5/12 978-1-4231-5219-4 $16.99 g
e-book ed. 978-1-4231-5325-2 $16.99
Wein’s exceptional—downright sizzling—abilities as a writer of historical adventure fiction are spectacularly evident in this taut, captivating story of two young women, spy and pilot, during World War II. Wein gives us the story in two consecutive parts—the first an account by Queenie (a.k.a. Lady Julia Beaufort-Stuart), a spy captured by the SS during a mission in Nazi-occupied France. Queenie has bargained with Hauptsturmführer von Linden to write what she knows about the British war effort in order to postpone her inevitable execution. Sounding like a cross between Swallows and Amazons’s Nancy Blackett and Mata Hari, she alternately succumbs to, cheeks, and charms her captors (and readers) as she duly writes her report and, mostly, tells the story of her best friend Maddie, the pilot who dropped her over France, then crashed. Spoiler: unbeknownst to Queenie, Maddie survived the crash; part two is Maddie’s “accident report” and account of her efforts to save Queenie. Wein gives us multiple doubletakes and surprises as she ratchets up the tension in Maddie’s story, revealing Queenie’s joyously clever duplicity and the indefatigable courage of both women. This novel positively soars, in part no doubt because the descriptions of flying derive from Wein’s own experience as a pilot.
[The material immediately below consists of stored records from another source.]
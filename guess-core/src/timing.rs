use std::time::Duration;

pub const DEFAULT_COOLDOWN: Duration = Duration::from_millis(500);
pub const DEFAULT_NOTIFICATION_TTL: Duration = Duration::from_millis(2500);

#[derive(Debug, Clone, Copy, PartialEq, Eq)]
pub struct RoundTimings {
    pub cooldown: Duration,         // minimum gap between plays
    pub notification_ttl: Duration, // auto-dismiss delay
}

impl Default for RoundTimings {
    fn default() -> Self {
        Self {
            cooldown: DEFAULT_COOLDOWN,
            notification_ttl: DEFAULT_NOTIFICATION_TTL,
        }
    }
}

impl RoundTimings {
    pub fn new(cooldown: Duration, notification_ttl: Duration) -> Self {
        Self {
            cooldown,
            notification_ttl,
        }
    }
}
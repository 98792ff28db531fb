pub mod controller;
pub mod cooldown;
pub mod evaluator;
pub mod generator;
pub mod ledger;
pub mod notifications;
pub mod round_events;
pub mod timing;

// Re-export main components
pub use controller::*;
pub use cooldown::*;
pub use evaluator::*;
pub use generator::*;
pub use ledger::*;
pub use notifications::*;
pub use round_events::*;
pub use timing::*;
But it’s outstanding in all its features—its warm, ebullient characterization; its engagement with historical facts; its ingenious plot and dramatic suspense; and its intelligent, vivid writing.
The Mighty Miss Malone
by Christopher Paul Curtis
Intermediate, Middle School Lamb/Random 309 pp.
1/12 978-0-385-73491-2 $15.99
Library ed. 978-0-385-90487-2 $18.99
e-book ed. 978-0-375-89736-8 $10.99
To her father, twelve-year-old Deza Malone is “my Darling Daughter Deza,” “that sassy, smart, beautiful, charming little girl…my Mighty Miss Malone.” But it’s 1936, and the Depression has hit Gary, Indiana, hard. The loving Malone family is desperately poor and withering away. Older brother Jimmie hasn’t grown in three years, Mrs. Malone’s clothes hang on her, and Deza’s teeth are so bad it’s as if she’s rotting from the inside. In one poignant scene, Deza overhears her beloved father say to her mother, “I can’t breathe out of my nose when I’m near Deza because of the smell of her teeth. How sick is that?” Mr. Malone lights out for Flint, Michigan, in search of work, planning to write when his family can join him. But when they don’t hear, they journey to Flint in search of him. As incandescent and full of good cheer as Deza is (and as she was when introduced in Bud, Not Buddy, rev. 11/99, as the little girl who kissed Bud in a Hooverville camp), and as funny as the book’s early scenes are, this is an angry novel, unflinching in its portrayal of poverty, with plenty of resonance with the fifteen million poor children in the United States today. There’s certainly a measure of hope, hard won, by the end of the novel, but this is a depiction of a family and a nation that embody poet Robert Burns’s lines, much repeated here: “the best-laid schemes of mice and men gang aft a-gley.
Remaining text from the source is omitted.